Ethelberht’s law code was the first to be written in any Germanic language and included 90 laws. His influence extended both north and south of the river Humber: his nephew became king of the East Saxons and his daughter married king Edwin of Northumbria (died 633). In the eighth century, smaller kingdoms in the British Isles continued to fell to more powerful kingdoms, which claimed rights over whole areas and established temporary primacies: Dalriada in Scotland, Munster and Ulster in Ireland. In England, Mercia and later Wessex came to dominate, giving rise to the start of the monarchy.

Throughout the Anglo-Saxon period the succession was frequently contested, by both the Anglo-Saxon aristocracy and leaders of the settling Scandinavian communities. The Scandinavian influence was to prove strong in the early years.

It was the threat of invading Vikings which galvanised English leaders into unifying their forces, and centuries later, the Normans who successfully invadedtin 1066 were themselves the descendants of Scandinavian 'Northmen'.

Edward the Confessor, 1042 to 1066 Edward the Confessor was king of England from 1042 to 1066. Edward's death was to transform Medieval England and led to the reign of the Norman William the Conqueror with all that his rule meant to Medieval England - castles, the Domesday Book and feudalism. Edward the Confessor was born in about 1003. Edward's father was Ethelred the Unready and his mother was Emma of Normandy. Edward spent the first part of his life in Normandy. He grew up with deep religious views and gained the nickname "Confessor". However, away from his family and in a strange land, it is said that Edward's childhood was not a happy one.

In 1040, Edward was re-called to England by his half-brother Hardicanute who had succeeded Ethelred in the same year. Hardicanute died after a drinking party in 1042 and Edward became king of England.

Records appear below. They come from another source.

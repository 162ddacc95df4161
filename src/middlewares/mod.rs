pub mod auth;
pub mod cors;

pub use auth::{AuthMiddleware, AuthUser, current_user, require_admin};
pub use cors::create_cors;
use chrono::{DateTime, NaiveDate, Utc};
use serde::{Deserialize, Serialize};
use utoipa::ToSchema;

use crate::entities::lottery_round_entity::{self as round_entity, WinnerEntry};
use crate::error::{AppError, AppResult};
use crate::utils::mask_phone;

use super::PostIdentifier;

/// 开奖号码：恰好三位 ASCII 数字（管理员输入不足三位时左侧补零）
#[derive(Debug, Clone, PartialEq, Eq, Hash)]
pub struct WinningNumber(String);

impl WinningNumber {
    pub fn normalize(raw: &str) -> AppResult<Self> {
        let trimmed = raw.trim();
        if trimmed.is_empty() || trimmed.len() > 3 || !trimmed.bytes().all(|b| b.is_ascii_digit())
        {
            return Err(AppError::ValidationError(format!(
                "Winning number must be 1 to 3 digits, got {raw:?}"
            )));
        }
        Ok(Self(format!("{trimmed:0>3}")))
    }

    pub fn normalize_all<S: AsRef<str>>(raw: &[S]) -> AppResult<Vec<Self>> {
        raw.iter().map(|n| Self::normalize(n.as_ref())).collect()
    }

    pub fn as_str(&self) -> &str {
        &self.0
    }

    pub fn matches(&self, identifier: &PostIdentifier) -> bool {
        identifier.suffix() == self.0
    }
}

/// 创建开奖轮次请求
#[derive(Debug, Clone, Deserialize, Serialize, ToSchema)]
pub struct CreateLotteryRoundRequest {
    /// 开奖日期 YYYY-MM-DD
    #[schema(example = "2024-05-01")]
    pub draw_date: String,
    /// 中奖号码（1-3 位数字，自动补零为三位）
    #[schema(example = json!(["123", "45"]))]
    pub winning_numbers: Vec<String>,
}

impl CreateLotteryRoundRequest {
    pub fn parse_draw_date(&self) -> AppResult<NaiveDate> {
        NaiveDate::parse_from_str(self.draw_date.trim(), "%Y-%m-%d")
            .map_err(|_| AppError::ValidationError("Invalid draw date format".to_string()))
    }
}

/// 中奖者（管理端，包含完整联系方式）
#[derive(Debug, Clone, Serialize, ToSchema)]
pub struct WinnerResponse {
    pub user_id: i64,
    pub username: String,
    pub phone: String,
    pub email: Option<String>,
    pub post_id: i64,
    pub post_identifier: String,
    pub post_title: String,
}

impl From<WinnerEntry> for WinnerResponse {
    fn from(w: WinnerEntry) -> Self {
        Self {
            user_id: w.user_id,
            username: w.username,
            phone: w.phone,
            email: w.email,
            post_id: w.post_id,
            post_identifier: w.post_identifier,
            post_title: w.post_title,
        }
    }
}

/// 开奖轮次（管理端）
#[derive(Debug, Clone, Serialize, ToSchema)]
pub struct LotteryRoundResponse {
    pub id: i64,
    pub draw_date: NaiveDate,
    pub winning_numbers: Vec<String>,
    pub is_active: bool,
    pub winners: Vec<WinnerResponse>,
    pub created_at: Option<DateTime<Utc>>,
    pub drawn_at: Option<DateTime<Utc>>,
}

impl From<round_entity::Model> for LotteryRoundResponse {
    fn from(m: round_entity::Model) -> Self {
        Self {
            id: m.id,
            draw_date: m.draw_date,
            winning_numbers: m.winning_numbers.0,
            is_active: m.is_active,
            winners: m.winners.0.into_iter().map(Into::into).collect(),
            created_at: m.created_at,
            drawn_at: m.drawn_at,
        }
    }
}

/// 开奖结果
#[derive(Debug, Clone, Serialize, ToSchema)]
pub struct DrawResultResponse {
    pub round_id: i64,
    pub winner_count: usize,
    pub winners: Vec<WinnerResponse>,
}

impl DrawResultResponse {
    pub fn new(round_id: i64, winners: Vec<WinnerEntry>) -> Self {
        Self {
            round_id,
            winner_count: winners.len(),
            winners: winners.into_iter().map(Into::into).collect(),
        }
    }
}

/// 公开的中奖者信息（手机号脱敏，不含邮箱）
#[derive(Debug, Clone, Serialize, ToSchema)]
pub struct PublicWinnerResponse {
    pub username: String,
    #[schema(example = "*******5678")]
    pub phone: String,
    pub post_identifier: String,
    pub post_title: String,
}

impl From<WinnerEntry> for PublicWinnerResponse {
    fn from(w: WinnerEntry) -> Self {
        Self {
            username: w.username,
            phone: mask_phone(&w.phone),
            post_identifier: w.post_identifier,
            post_title: w.post_title,
        }
    }
}

/// 公开开奖结果
#[derive(Debug, Clone, Serialize, ToSchema)]
pub struct LotteryResultResponse {
    pub id: i64,
    pub draw_date: NaiveDate,
    pub winning_numbers: Vec<String>,
    pub winners: Vec<PublicWinnerResponse>,
    pub drawn_at: Option<DateTime<Utc>>,
}

impl From<round_entity::Model> for LotteryResultResponse {
    fn from(m: round_entity::Model) -> Self {
        Self {
            id: m.id,
            draw_date: m.draw_date,
            winning_numbers: m.winning_numbers.0,
            winners: m.winners.0.into_iter().map(Into::into).collect(),
            drawn_at: m.drawn_at,
        }
    }
}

According to those who compiled the Anglo-Saxon Chronicle, the first thing Edward did, despite his religious views, was to deprive his mother of all of her estates and reduce her to relative poverty. It is said that Edward blamed her for his miserable and lonely childhood. Edward married in 1045. His wife, Edith, was the daughter of Godwin of Wessex, the most important nobleman in England. They had no children as Edward had taken a vow of celibacy.

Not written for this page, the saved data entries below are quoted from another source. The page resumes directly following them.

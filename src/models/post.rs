use crate::entities::post_entity;
use crate::error::{AppError, AppResult};
use chrono::{DateTime, Utc};
use serde::{Deserialize, Serialize};
use utoipa::ToSchema;

const MAX_TITLE_CHARS: usize = 100;
const MAX_CONTENT_CHARS: usize = 10_000;

#[derive(Debug, Clone, Serialize, Deserialize, ToSchema)]
pub struct CreatePostRequest {
    #[schema(example = "오늘의 이야기")]
    pub title: String,
    pub content: String,
    /// 已上传图片的地址（上传由对象存储负责）
    pub image_url: Option<String>,
}

impl CreatePostRequest {
    /// 校验并返回去除首尾空白后的标题
    pub fn validate(&self) -> AppResult<String> {
        let title = self.title.trim();
        if title.is_empty() || title.chars().count() > MAX_TITLE_CHARS {
            return Err(AppError::ValidationError(format!(
                "Title length must be between 1 and {MAX_TITLE_CHARS} characters"
            )));
        }
        if self.content.trim().is_empty() || self.content.chars().count() > MAX_CONTENT_CHARS {
            return Err(AppError::ValidationError(format!(
                "Content length must be between 1 and {MAX_CONTENT_CHARS} characters"
            )));
        }
        Ok(title.to_string())
    }
}

#[derive(Debug, Clone, Serialize, Deserialize, ToSchema)]
pub struct PostResponse {
    pub id: i64,
    #[schema(example = "2024_03_07_09_HEMUNG_045")]
    pub identifier: String,
    pub user_id: i64,
    pub title: String,
    pub content: String,
    pub image_url: Option<String>,
    pub created_at: Option<DateTime<Utc>>,
}

impl From<post_entity::Model> for PostResponse {
    fn from(m: post_entity::Model) -> Self {
        Self {
            id: m.id,
            identifier: m.identifier,
            user_id: m.user_id,
            title: m.title,
            content: m.content,
            image_url: m.image_url,
            created_at: m.created_at,
        }
    }
}

#[derive(Debug, Clone, Serialize, Deserialize, ToSchema)]
pub struct PostQuery {
    pub page: Option<u32>,
    pub per_page: Option<u32>,
}

#[cfg(test)]
mod tests {
    use super::*;

    fn request(title: &str, content: &str) -> CreatePostRequest {
        CreatePostRequest {
            title: title.to_string(),
            content: content.to_string(),
            image_url: None,
        }
    }

    #[test]
    fn test_validate_trims_title() {
        assert_eq!(request("  hi  ", "body").validate().unwrap(), "hi");
    }

    #[test]
    fn test_validate_rejects_empty_or_long_fields() {
        assert!(request("   ", "body").validate().is_err());
        assert!(request("t", " \n").validate().is_err());
        assert!(request(&"가".repeat(101), "body").validate().is_err());
        assert!(request(&"가".repeat(100), "body").validate().is_ok());
    }
}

In 1051, a number of Normans were killed in a brawl in Dover, Kent. Edward still had influential friends in Normandy and he wanted the people of Dover punished for this. Edward ordered Earl Godwin to do this. Godwin refused and raised an army against the king instead. Two other senior noblemen, the earls of Mercia and Northumbria, remained loyal to Edward, and outnumbered, Godwin agreed to leave England and live with his family in

Flanders

Between 1051 and 1052, Edward increased the number of Normans who advised him at court. This angered the Witan - a body of English advisors made up of the most important noblemen in England - and in 1052, Earl Godwin returned to England with an army. This army was commanded by his two sons, Harold and Tostig. Edward was unable to raise an army to fight Godwin as no nobleman was willing to support the king. Edward was forced to send back to Normandy his Norman advisors and he had to return to Godwin all his estates and accept him back into the kingdom. Despite being king of England, Edward had no choice but to do this.

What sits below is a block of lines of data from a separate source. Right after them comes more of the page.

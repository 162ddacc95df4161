//! 分页相关的数据结构

use serde::{Deserialize, Serialize};
use utoipa::ToSchema;

#[derive(Debug, Clone, Deserialize, Serialize, ToSchema)]
pub struct PaginationParams {
    pub page: Option<u32>,
    pub per_page: Option<u32>,
}

impl PaginationParams {
    pub fn new(page: Option<u32>, per_page: Option<u32>) -> Self {
        Self { page, per_page }
    }

    pub fn get_page(&self) -> u32 {
        self.page.unwrap_or(1).max(1)
    }

    pub fn get_per_page(&self) -> u32 {
        self.per_page.unwrap_or(20).clamp(1, 100)
    }

    pub fn get_offset(&self) -> u64 {
        u64::from(self.get_page() - 1) * u64::from(self.get_per_page())
    }

    pub fn get_limit(&self) -> u64 {
        u64::from(self.get_per_page())
    }
}

#[derive(Debug, Clone, Serialize)]
pub struct PaginatedResponse<T> {
    pub data: Vec<T>,
    pub page: u32,
    pub page_size: u32,
    pub total: u64,
    pub total_pages: u64,
}

impl<T> PaginatedResponse<T> {
    pub fn new(data: Vec<T>, params: &PaginationParams, total: u64) -> Self {
        let page_size = params.get_per_page();
        let total_pages = total.div_ceil(u64::from(page_size)).max(1);
        Self {
            data,
            page: params.get_page(),
            page_size,
            total,
            total_pages,
        }
    }
}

In 1053 Godwin died. His title was taken by Harold who became known as Harold of Wessex. He was the most powerful nobleman in England.

Between 1052 and 1066, Edward contented himself with putting all of his energy into the building of Westminster Abbey in London. The Witan maintained its political and advisory power. Having 'tasted' its power once in 1052, Edward had no desire to challenge it again. Harold of Wessex commanded the king's army when it was required and gained a reputation as a skilled leader.

In January 1066, Edward died. He did not have any children and the fight for who should succeed him led to the Norman invasion of October 1066 and the Battle of Hastings.

King Harold II, 1066 Last of the Saxon Kings Harold had become the Earl of East Anglia in 1044. Upon his father's death in April 1053, he succeeded to the Earldom of Wessex and from then on, was at the right hand of the king. In 1063, supported by his brother, Tostig, Earl of Northumbria, he commanded a brilliantly conducted campaign against the Welsh. He was successful in bringing them into submission, and by doing so, solidified his reputation as an able general.

Harold acted as an emissary from Edward the Confessor to the court of William of Normandy in 1064, during which time he allegedly swore an oath of fealty to William, relinquishing any personal claim to the throne. This oath, which may have been given lightly, or possibly under duress, would figure directly in William's own claim, two years later. He would claim that the promise Harold made to him had been broken, giving William the right to challenge Harold in a battle for the crown.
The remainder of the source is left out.